Qui fait fi de ces lois, qui ne les appliques pas et qui ne s’y soumet pas est balayé de la scène de l’histoire par le système économique, ça s’appelle un dépôt de bilan ou encore une faillite.
Le capitalisme spéculatif naît inexorablement du développement du capitalisme productif. À titre d’exemple, la Chine qui actuellement développe un capitalisme productif évoluera vers un capitalisme spéculatif (la tonte des coupons), elle se heurtera alors à la première puissance spéculative mondiale, celle qui émet ce trop plein d’argent – de dollars – ce qui lui permet de parasiter sur cette spéculation boursière mondiale, de se maintenir comme première puissance consommatrice de biens alors que c’est la société la plus endettée du monde.
La Hongrie n’est pas à même de renverser ces lois systémiques inéluctables pas plus que la Chine ou les États-Unis ne peuvent les faire.
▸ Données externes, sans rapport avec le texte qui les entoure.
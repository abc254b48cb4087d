//! Ambient logging and progress reporting. Out of scope for the core
//! evaluation semantics (spec.md's Non-goals exclude "logging and tracing
//! scaffolding" as a feature), but every module that logs still goes
//! through here rather than bare `println!`, matching how the teacher keeps
//! its own executor code free of direct stdout writes.
//!
//! Two independent facilities live here:
//! - [`Logger`]: an explicit, owned TCP broadcaster -- bind a port, accept
//!   clients, stream log lines to each of them (see `examples/server.rs`).
//! - Global sink: `logln!`/`debug!`/`warn!` write to stdout unconditionally
//!   and, once a [`Logger`] has been installed via [`Logger::install`], also
//!   broadcast there. Callers that never install one still get plain stdout
//!   logging, which is what the executor's unit tests run with.

use std::sync::atomic::{AtomicU64, Ordering};
use std::sync::{Mutex, OnceLock};

use tokio::io::AsyncWriteExt;
use tokio::net::TcpListener;
use tokio::sync::broadcast;

#[derive(Debug, thiserror::Error)]
pub enum Error {
	#[error("failed to bind terminal server to port {port}")]
	Bind {
		port: u16,
		#[source]
		cause: std::io::Error,
	},
}

pub type Result<T> = std::result::Result<T, Error>;

static GLOBAL_SENDER: OnceLock<Mutex<Option<broadcast::Sender<String>>>> = OnceLock::new();

fn global_sender() -> &'static Mutex<Option<broadcast::Sender<String>>> {
	GLOBAL_SENDER.get_or_init(|| Mutex::new(None))
}

/// A TCP broadcaster: every connected client receives every line passed to
/// [`Logger::log`], in arrival order.
pub struct Logger {
	sender: broadcast::Sender<String>,
}

impl Logger {
	/// Binds `127.0.0.1:port` and spawns a background task that streams
	/// log lines to every client that connects, for as long as the
	/// returned `Logger` (or a clone made by [`Logger::install`]) lives.
	pub async fn new_server(port: u16) -> Result<Self> {
		let listener = TcpListener::bind(("127.0.0.1", port))
			.await
			.map_err(|cause| Error::Bind { port, cause })?;
		let (sender, _) = broadcast::channel(1024);

		let accept_sender = sender.clone();
		tokio::spawn(async move {
			loop {
				let Ok((mut socket, _)) = listener.accept().await else {
					break;
				};
				let mut receiver = accept_sender.subscribe();
				tokio::spawn(async move {
					while let Ok(line) = receiver.recv().await {
						if socket.write_all(line.as_bytes()).await.is_err() {
							break;
						}
					}
				});
			}
		});

		Ok(Logger { sender })
	}

	/// Sends `line` to every currently-connected client. Never blocks on a
	/// slow or absent client: broadcast sends that have no receivers are not
	/// an error.
	pub async fn log(&self, line: &str) -> Result<()> {
		let _ = self.sender.send(line.to_owned());
		Ok(())
	}

	/// Makes this logger's channel the target for `logln!`/`debug!`/`warn!`
	/// for the remainder of the process, in addition to their always-on
	/// stdout output.
	pub fn install(self) {
		*global_sender().lock().unwrap() = Some(self.sender);
	}
}

/// Writes `line` to stdout and, if a [`Logger`] has been installed,
/// broadcasts it there too. Called by the `logln!`/`debug!`/`warn!` macros;
/// exposed directly for callers that already have a formatted string.
pub fn log(line: &str) {
	println!("{line}");
	if let Some(sender) = global_sender().lock().unwrap().as_ref() {
		let _ = sender.send(line.to_owned());
	}
}

#[macro_export]
macro_rules! logln {
	($($arg:tt)*) => {
		$crate::log(&format!($($arg)*))
	};
}

#[macro_export]
macro_rules! debug {
	($($arg:tt)*) => {
		$crate::log(&format!("[debug] {}", format!($($arg)*)))
	};
}

#[macro_export]
macro_rules! warn {
	($($arg:tt)*) => {
		$crate::log(&format!("[warn] {}", format!($($arg)*)))
	};
}

struct Progress {
	label: Mutex<String>,
	max: AtomicU64,
	position: AtomicU64,
}

static PROGRESS: OnceLock<Progress> = OnceLock::new();

fn progress() -> &'static Progress {
	PROGRESS.get_or_init(|| Progress {
		label: Mutex::new(String::new()),
		max: AtomicU64::new(0),
		position: AtomicU64::new(0),
	})
}

/// Names the task the current progress bar tracks, e.g. `"plot"`.
pub fn set_upper(label: &str) {
	*progress().label.lock().unwrap() = label.to_owned();
	progress().position.store(0, Ordering::Relaxed);
}

pub fn set_upper_max(max: u64) {
	progress().max.store(max, Ordering::Relaxed);
}

pub fn set_upper_position(position: u64) {
	progress().position.store(position, Ordering::Relaxed);
	let label = progress().label.lock().unwrap().clone();
	let max = progress().max.load(Ordering::Relaxed);
	log(&format!("[progress] {label} {position}/{max}"));
}

#[cfg(test)]
mod tests {
	use super::*;

	#[test]
	fn progress_tracks_position() {
		set_upper("test-phase");
		set_upper_max(3);
		set_upper_position(1);
		assert_eq!(progress().position.load(Ordering::Relaxed), 1);
		assert_eq!(progress().max.load(Ordering::Relaxed), 3);
	}
}
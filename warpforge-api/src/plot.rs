use indexmap::IndexMap;
use serde::{Deserialize, Serialize};
use serde_with::{DeserializeFromStr, SerializeDisplay};

use crate::content::WareID;
use crate::formula::{Action, FilterMap, GatherDirective, Mount, SandboxPort};
use crate::newtype::{ItemLabel, LocalLabel, ModuleName, ReleaseName, StepName};

/// `(ModuleName, ReleaseName, ItemLabel)`. Wire representation (and its
/// representation nested inside a [`PlotInputSimple`]) is the bare
/// colon-join `module:release:item`; the `catalog:` discriminant prefix is
/// added by the enclosing union, not by `CatalogRef` itself — matching how
/// the Go original's IPLD schema keeps the struct's own
/// `StringRepresentationStringjoin` prefix-free and only adds `catalog:` at
/// the union-discriminant layer.
#[derive(Clone, Debug, PartialEq, Eq, Hash, Serialize, Deserialize)]
#[serde(try_from = "String", into = "String")]
pub struct CatalogRef {
	pub module_name: ModuleName,
	pub release_name: ReleaseName,
	pub item_name: ItemLabel,
}

impl CatalogRef {
	/// The `catalog:module:release:item` form used in human-facing error
	/// details (spec.md §8, "Missing catalog" scenario).
	pub fn to_ref_string(&self) -> String {
		format!("catalog:{self}")
	}
}

#[derive(Debug, Clone, thiserror::Error)]
#[error("invalid CatalogRef: {0:?}")]
pub struct CatalogRefParseError(pub String);

impl std::fmt::Display for CatalogRef {
	fn fmt(&self, f: &mut std::fmt::Formatter<'_>) -> std::fmt::Result {
		write!(f, "{}:{}:{}", self.module_name, self.release_name, self.item_name)
	}
}

impl std::str::FromStr for CatalogRef {
	type Err = CatalogRefParseError;

	fn from_str(s: &str) -> Result<Self, Self::Err> {
		let mut parts = s.splitn(3, ':');
		let (Some(module), Some(release), Some(item)) = (parts.next(), parts.next(), parts.next())
		else {
			return Err(CatalogRefParseError(s.to_owned()));
		};
		if parts.next().is_some() {
			return Err(CatalogRefParseError(s.to_owned()));
		}
		Ok(CatalogRef {
			module_name: ModuleName(module.to_owned()),
			release_name: ReleaseName(release.to_owned()),
			item_name: ItemLabel(item.to_owned()),
		})
	}
}

impl TryFrom<String> for CatalogRef {
	type Error = CatalogRefParseError;
	fn try_from(value: String) -> Result<Self, Self::Error> {
		value.parse()
	}
}

impl From<CatalogRef> for String {
	fn from(value: CatalogRef) -> Self {
		value.to_string()
	}
}

/// A typed edge from `(step, label)` to an input consumer. Stringform
/// `S:L`; an empty `S` denotes a plot-level input (`pipe::L` once the
/// `pipe:` discriminant is added by the enclosing union).
#[derive(Clone, Debug, PartialEq, Eq, Hash, Serialize, Deserialize)]
#[serde(try_from = "String", into = "String")]
pub struct Pipe {
	pub step_name: StepName,
	pub label: LocalLabel,
}

#[derive(Debug, Clone, thiserror::Error)]
#[error("invalid Pipe: {0:?}")]
pub struct PipeParseError(pub String);

impl std::fmt::Display for Pipe {
	fn fmt(&self, f: &mut std::fmt::Formatter<'_>) -> std::fmt::Result {
		write!(f, "{}:{}", self.step_name, self.label)
	}
}

impl std::str::FromStr for Pipe {
	type Err = PipeParseError;

	fn from_str(s: &str) -> Result<Self, Self::Err> {
		let Some((step, label)) = s.split_once(':') else {
			return Err(PipeParseError(s.to_owned()));
		};
		Ok(Pipe {
			step_name: StepName(step.to_owned()),
			label: LocalLabel(label.to_owned()),
		})
	}
}

impl TryFrom<String> for Pipe {
	type Error = PipeParseError;
	fn try_from(value: String) -> Result<Self, Self::Error> {
		value.parse()
	}
}

impl From<Pipe> for String {
	fn from(value: Pipe) -> Self {
		value.to_string()
	}
}

impl Pipe {
	pub fn plot_level(label: LocalLabel) -> Self {
		Pipe {
			step_name: StepName(String::new()),
			label,
		}
	}

	pub fn is_plot_level(&self) -> bool {
		self.step_name.0.is_empty()
	}
}

/// A local git working copy to be materialized as a ware of packtype `git`.
#[derive(Clone, Debug, PartialEq, Eq, Serialize, Deserialize)]
pub struct GitIngest {
	pub host_path: String,
	#[serde(rename = "ref")]
	pub ref_: String,
}

#[derive(Clone, Debug, SerializeDisplay, DeserializeFromStr, catverters_derive::Stringoid)]
pub enum Ingest {
	#[discriminant = "git"]
	GitIngest(GitIngest),
}

#[derive(Debug, Clone, thiserror::Error)]
#[error("invalid git ingest: {0:?}")]
pub struct GitIngestParseError(pub String);

impl std::fmt::Display for GitIngest {
	fn fmt(&self, f: &mut std::fmt::Formatter<'_>) -> std::fmt::Result {
		write!(f, "{}:{}", self.host_path, self.ref_)
	}
}

impl std::str::FromStr for GitIngest {
	type Err = GitIngestParseError;

	fn from_str(s: &str) -> Result<Self, Self::Err> {
		// `ref` never contains ':' (it's a git refname or object id); the
		// host path may, so split from the right.
		let Some((host_path, ref_)) = s.rsplit_once(':') else {
			return Err(GitIngestParseError(s.to_owned()));
		};
		Ok(GitIngest {
			host_path: host_path.to_owned(),
			ref_: ref_.to_owned(),
		})
	}
}

/// The union of everything a PlotInput may resolve from: a concrete ware, a
/// host mount, a literal value, a pipe to an earlier step's output, a
/// catalog reference, or an ingest.
#[derive(Clone, Debug, SerializeDisplay, DeserializeFromStr, catverters_derive::Stringoid)]
pub enum PlotInputSimple {
	#[discriminant = "ware"]
	Ware(WareID),

	#[discriminant = "mount"]
	Mount(Mount),

	#[discriminant = "literal"]
	Literal(String),

	#[discriminant = "pipe"]
	Pipe(Pipe),

	#[discriminant = "catalog"]
	CatalogRef(CatalogRef),

	#[discriminant = "ingest"]
	Ingest(Ingest),
}

#[derive(Clone, Debug, Serialize, Deserialize)]
pub struct PlotInputComplex {
	pub basis: PlotInputSimple,
	pub filters: FilterMap,
}

/// `PlotInputSimple` alone, or a complex form carrying a `FilterMap`
/// alongside the basis. Kinded on the JSON shape: a string is a
/// `PlotInputSimple`, a map is a `PlotInputComplex`.
#[derive(Clone, Debug, Serialize, Deserialize)]
#[serde(untagged)]
pub enum PlotInput {
	Simple(PlotInputSimple),
	Complex(PlotInputComplex),
}

impl PlotInput {
	pub fn basis(&self) -> &PlotInputSimple {
		match self {
			PlotInput::Simple(simple) => simple,
			PlotInput::Complex(complex) => &complex.basis,
		}
	}

	pub fn filters(&self) -> Option<&FilterMap> {
		match self {
			PlotInput::Simple(_) => None,
			PlotInput::Complex(complex) => Some(&complex.filters),
		}
	}
}

/// `PlotOutput` is currently always a [`Pipe`] reference.
#[derive(Clone, Debug, SerializeDisplay, DeserializeFromStr, catverters_derive::Stringoid)]
pub enum PlotOutput {
	#[discriminant = "pipe"]
	Pipe(Pipe),
}

#[derive(Clone, Debug, Serialize, Deserialize)]
pub struct Protoformula {
	pub inputs: IndexMap<SandboxPort, PlotInput>,
	pub action: Action,
	pub outputs: IndexMap<LocalLabel, GatherDirective>,
}

/// A node in a Plot: either a Protoformula, or a nested Plot to recurse
/// into. Keyed representation: a JSON map with a single key, `"plot"` or
/// `"protoformula"`.
#[derive(Clone, Debug, Serialize, Deserialize)]
pub enum Step {
	#[serde(rename = "plot")]
	Plot(Plot),
	#[serde(rename = "protoformula")]
	Protoformula(Protoformula),
}

#[derive(Clone, Debug, Serialize, Deserialize)]
pub struct Plot {
	pub inputs: IndexMap<LocalLabel, PlotInput>,
	pub steps: IndexMap<StepName, Step>,
	pub outputs: IndexMap<LocalLabel, PlotOutput>,
}

#[derive(Clone, Debug, Serialize, Deserialize)]
pub enum PlotCapsule {
	#[serde(rename = "plot.v1")]
	V1(Plot),
}

/// `LocalLabel -> WareID`, the final mapping an executed Plot produces.
#[derive(Clone, Debug, Default, Serialize, Deserialize)]
pub struct PlotResults(pub IndexMap<LocalLabel, WareID>);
Voilà pourquoi l’impérialisme c’est la guerre, au sud Liban, en Palestine occupée, au Soudan, en Afghanistan, en Irak, en Birmanie, en Tchétchénie, au Pakistan, au Cachemire, au Népal, en Colombie, au Congo, au Yémen, en Somalie, etc. etc.
ANNEXE
Citation du premier ministre hongrois.
« Le processus le plus important que nous devions prendre en compte est que l’économie mondiale se dirige dans une nouvelle direction. Il semble que le capitalisme productif a un nouvel avenir et que l’époque du capitalisme spéculatif touche à sa fin. Nous savons tous que la raison principale de la crise économique qui étrangle le monde consiste en la chose suivante : une surévaluation régit le marché mondial. L’argent disponible dans le commerce mondial outrepasse plus de vingt fois le montant des valeurs réelles. Il s’en suit que toutes les valeurs réelles dans les livres de compte et les bilans sont surévaluées. Des bulles se forment, entraînant l’économie dans des crises successives. Hélas, ces crises ne s’arrêtent pas à la frontière hongroise. »
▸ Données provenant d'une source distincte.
use std::time::Duration;

use tokio::time::sleep;
use warpforge_terminal::Logger;

#[tokio::main]
async fn main() {
	let logger = Logger::new_server(8050).await.unwrap();
	loop {
		logger.log("Hello, World!\n").await.unwrap();
		sleep(Duration::from_secs(1)).await;
	}
}
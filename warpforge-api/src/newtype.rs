//! Bare string newtypes with the charset invariant spec places on every one
//! of them: no `:`, whitespace, or unprintable characters. Parsing itself
//! stays permissive — the wire format doesn't reject these at decode time —
//! the executor's validation pass checks post-parse (see spec.md §6).

use std::borrow::Borrow;

use derive_more::{Display, FromStr};
use serde::{Deserialize, Serialize};

#[derive(Debug, Clone, thiserror::Error)]
#[error("invalid token {0:?}: must not contain ':', whitespace, or control characters")]
pub struct InvalidTokenError(pub String);

pub fn validate_token_charset(s: &str) -> Result<(), InvalidTokenError> {
	if s.contains(':') || s.chars().any(|c| c.is_whitespace() || c.is_control()) {
		return Err(InvalidTokenError(s.to_owned()));
	}
	Ok(())
}

macro_rules! string_newtype {
	($(#[$meta:meta])* $name:ident) => {
		$(#[$meta])*
		#[derive(Clone, Debug, PartialEq, Eq, Hash, PartialOrd, Ord, Serialize, Deserialize, FromStr, Display)]
		pub struct $name(pub String);

		impl $name {
			pub fn validate(&self) -> Result<(), InvalidTokenError> {
				validate_token_charset(&self.0)
			}
		}

		impl Borrow<str> for $name {
			fn borrow(&self) -> &str {
				&self.0
			}
		}

		impl Borrow<String> for $name {
			fn borrow(&self) -> &String {
				&self.0
			}
		}
	};
}

string_newtype!(
	/// Name of a catalog module, e.g. `warpsys.org/busybox`.
	ModuleName
);
string_newtype!(
	/// Name of a release within a catalog module, e.g. `v1.35.0`.
	ReleaseName
);
string_newtype!(
	/// Name of an item within a catalog release, e.g. `amd64-static`.
	ItemLabel
);
string_newtype!(
	/// Name assigned to a Step within a Plot.
	StepName
);
string_newtype!(
	/// Label referencing data within a Plot: a Plot input, or a hoisted
	/// step/sub-Plot output.
	LocalLabel
);
string_newtype!(
	/// Name of a result produced by a Formula/Protoformula. Freely coerces
	/// to [`LocalLabel`] when a step's results are hoisted into a Plot's
	/// pipe context.
	OutputName
);

impl From<OutputName> for LocalLabel {
	fn from(value: OutputName) -> Self {
		LocalLabel(value.0)
	}
}

impl From<LocalLabel> for OutputName {
	fn from(value: LocalLabel) -> Self {
		OutputName(value.0)
	}
}
use indexmap::IndexMap;
use serde::{Deserialize, Serialize};
use serde_with::{DeserializeFromStr, SerializeDisplay};

use crate::content::{Packtype, WareID, WarehouseAddr};
use crate::newtype::{validate_token_charset, InvalidTokenError, OutputName};

// FUTURE: Could be represented as an enum, discriminating on the first char being '/' or '$'.
#[derive(
	Clone, Debug, PartialEq, Eq, Hash, Serialize, Deserialize, derive_more::FromStr, derive_more::Display,
)]
pub struct SandboxPort(pub String);

impl std::borrow::Borrow<String> for SandboxPort {
	fn borrow(&self) -> &String {
		&self.0
	}
}

impl SandboxPort {
	/// `true` when this port addresses an environment variable (`$NAME`)
	/// rather than a mount point (`/path`).
	pub fn is_env_var(&self) -> bool {
		self.0.starts_with('$')
	}

	/// Same charset invariant as the other newtypes in spec.md §3, checked
	/// on the bare port name (the leading `/` or `$` discriminant is not a
	/// `:`, whitespace, or control character, so it passes through
	/// unmodified).
	pub fn validate(&self) -> Result<(), InvalidTokenError> {
		validate_token_charset(&self.0)
	}
}

/// Passed through to the sandbox driver verbatim; its internal shape is
/// opaque to the core beyond these three forms.
#[derive(Clone, Debug, SerializeDisplay, DeserializeFromStr, catverters_derive::Stringoid)]
pub enum Mount {
	#[discriminant = "ro"]
	ReadOnly(String),

	#[discriminant = "rw"]
	ReadWrite(String),

	#[discriminant = "overlay"]
	Overlay(String),
}

/// An opaque set of driver-interpreted filters, forwarded verbatim. The
/// core must not attempt to validate or normalize its contents.
#[derive(Clone, Debug, Default, PartialEq, Serialize, Deserialize)]
pub struct FilterMap(pub serde_json::Map<String, serde_json::Value>);

#[derive(Clone, Debug, SerializeDisplay, DeserializeFromStr, catverters_derive::Stringoid)]
pub enum FormulaInputSimple {
	#[discriminant = "ware"]
	Ware(WareID),

	#[discriminant = "mount"]
	Mount(Mount),

	#[discriminant = "literal"]
	Literal(String),
}

#[derive(Clone, Debug, Serialize, Deserialize)]
pub struct FormulaInputComplex {
	pub basis: FormulaInputSimple,
	pub filters: FilterMap,
}

/// Mirrors [`crate::plot::PlotInput`] but only variants the sandbox driver
/// understands: `Ware`, `Mount`, `Literal`. It is what a Protoformula's
/// inputs become once plot-level references (pipes, catalog refs, ingests)
/// have been resolved.
#[derive(Clone, Debug, Serialize, Deserialize)]
#[serde(untagged)]
pub enum FormulaInput {
	Simple(FormulaInputSimple),
	Complex(FormulaInputComplex),
}

impl FormulaInput {
	pub fn basis(&self) -> &FormulaInputSimple {
		match self {
			FormulaInput::Simple(simple) => simple,
			FormulaInput::Complex(complex) => &complex.basis,
		}
	}

	pub fn with_filters(basis: FormulaInputSimple, filters: Option<FilterMap>) -> Self {
		match filters {
			Some(filters) => FormulaInput::Complex(FormulaInputComplex { basis, filters }),
			None => FormulaInput::Simple(basis),
		}
	}
}

#[derive(Clone, Debug, Serialize, Deserialize)]
pub struct GatherDirective {
	pub from: SandboxPort,
	pub packtype: Option<Packtype>,
}

#[derive(Clone, Debug, Serialize, Deserialize)]
pub enum Action {
	#[serde(rename = "echo")]
	Echo,
	#[serde(rename = "exec")]
	Execute(ActionExecute),
	#[serde(rename = "script")]
	Script(ActionScript),
}

#[derive(Clone, Debug, Serialize, Deserialize)]
pub struct ActionExecute {
	pub command: Vec<String>,
	#[serde(default, skip_serializing_if = "Option::is_none")]
	pub network: Option<bool>,
}

#[derive(Clone, Debug, Serialize, Deserialize)]
pub struct ActionScript {
	pub interpreter: String,
	pub contents: Vec<String>,
	#[serde(default, skip_serializing_if = "Option::is_none")]
	pub network: Option<bool>,
}

#[derive(Clone, Debug, Serialize, Deserialize)]
pub enum FormulaCapsule {
	#[serde(rename = "formula.v1")]
	V1(Formula),
}

/// A fully-resolved hermetic execution specification: every input has been
/// reduced to something the sandbox driver understands directly.
#[derive(Clone, Debug, Serialize, Deserialize)]
pub struct Formula {
	pub inputs: IndexMap<SandboxPort, FormulaInput>,
	pub action: Action,
	pub outputs: IndexMap<OutputName, GatherDirective>,
}

#[derive(Clone, Debug, Serialize, Deserialize)]
pub enum FormulaContextCapsule {
	#[serde(rename = "context.v1")]
	V1(FormulaContext),
}

/// The set of fetch locations the driver may consult for inputs used by one
/// Formula. At most one address is retained per WareID: a later insert for
/// the same key overwrites the earlier one, which is what gives
/// nearest-workspace-wins semantics during catalog resolution (see
/// `warpforge-executors::catalog`).
#[derive(Clone, Debug, Default, Serialize, Deserialize)]
pub struct FormulaContext {
	pub warehouses: IndexMap<WareID, WarehouseAddr>,
}

#[derive(Clone, Debug, Serialize, Deserialize)]
pub struct FormulaAndContext {
	pub formula: FormulaCapsule,
	pub context: FormulaContextCapsule,
}

/// The sandbox driver's report of a Formula's realized output WareIDs.
#[derive(Clone, Debug, Serialize, Deserialize)]
pub struct RunRecord {
	pub results: IndexMap<OutputName, FormulaInputSimple>,
}

#[cfg(test)]
mod tests {
	use super::*;

	use crate::test_common::assert_eq_json_roundtrip;
	use expect_test::expect;

	#[test]
	fn test_formula_roundtrip() {
		let expect = expect![[r#"
{
  "formula": {
    "formula.v1": {
      "inputs": {
        "/": "ware:tar:4z9DCTxoKkStqXQRwtf9nimpfQQ36dbndDsAPCQgECfbXt3edanUrsVKCjE9TkX2v9",
        "/some/ro/path": "mount:ro:/host/readonly/path",
        "/some/rw/path": "mount:rw:/host/readwrite/path",
        "/some/overlay/path": "mount:overlay:/host/overlay/path"
      },
      "action": {
        "exec": {
          "command": [
            "/bin/sh",
            "-c",
            "echo hello from warpforge!"
          ]
        }
      },
      "outputs": {}
    }
  },
  "context": {
    "context.v1": {
      "warehouses": {
        "tar:4z9DCTxoKkStqXQRwtf9nimpfQQ36dbndDsAPCQgECfbXt3edanUrsVKCjE9TkX2v9": "https://warpsys.s3.amazonaws.com/warehouse/4z9/DCT/4z9DCTxoKkStqXQRwtf9nimpfQQ36dbndDsAPCQgECfbXt3edanUrsVKCjE9TkX2v9"
      }
    }
  }
}"#]];
		assert_eq_json_roundtrip::<FormulaAndContext>(&expect);
	}

	#[test]
	fn test_formula_input_complex_roundtrip() {
		let json = serde_json::json!({
			"basis": "literal:some-value",
			"filters": {"uid": 0}
		});
		let parsed: FormulaInputComplex = serde_json::from_value(json.clone()).unwrap();
		assert!(matches!(parsed.basis, FormulaInputSimple::Literal(_)));
		let reencoded = serde_json::to_value(&parsed).unwrap();
		assert_eq!(json, reencoded);
	}
}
« Mesdames et Messieurs, la Hongrie ne peut réussir dans ce monde moderne en transformation rapide, qu’à condition de nous tourner vers le capitalisme productif et d’utiliser à notre avantage le processus global. Je veux dire par là que nous devons de manière croissante, et avec grande détermination, refouler la spéculation et nous orienter vers le capitalisme productif. Pour bien me faire comprendre, je n’ai pas besoin d’aller dans les détails : le capitalisme productif est lié au travail alors que le capitalisme spéculatif est lié à la spéculation. »
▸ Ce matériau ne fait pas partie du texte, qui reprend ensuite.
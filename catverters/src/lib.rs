//! Shared runtime support for types generated by `catverters_derive::Stringoid`.
//!
//! A "stringoid" is an enum whose wire representation is a single string,
//! discriminated by a fixed prefix per variant (`ware:`, `mount:ro:`,
//! `pipe:`, ...). The derive macro only generates `Display`/`FromStr`; the
//! error type parsing can fail with lives here so every generated impl
//! shares one.

use std::fmt;

#[derive(Debug, Clone, thiserror::Error)]
pub struct StringoidParseError {
	pub type_name: &'static str,
	pub input: String,
}

impl fmt::Display for StringoidParseError {
	fn fmt(&self, f: &mut fmt::Formatter<'_>) -> fmt::Result {
		write!(
			f,
			"'{}' is not a valid {}: no variant prefix matched",
			self.input, self.type_name
		)
	}
}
« Mesdames et Messieurs, le point clé est que nous pouvons opérer une telle différenciation. Je propose que lors de la mise en place de ce nouveau système économique, nous désignions comme spéculatives toutes les activités par lesquelles quelqu’un gagne de l’argent en nuisant à autrui. Et lorsque quelqu’un gagne de l’argent en créant une réelle valeur qui profite aux autres et à la société toute entière, alors cela peut être défini comme du travail. »
« Mesdames et Messieurs, je suis convaincu que ce n’est qu’avec ce type de capitalisme productif que nous pourrons créer dans les dix prochaines années 1 million de nouveaux emplois en Hongrie. »
(1) La valeur d’un bien ou d’un service correspondant à la quantité de travail nécessaire à sa production sociale, l’argent disponible devrait donc équivaloir à cette valeur, ce qui n’est pas du tout le cas sous le capitalisme spéculatif, ou si vous préférez sous l’impérialisme stade suprême du capitalisme.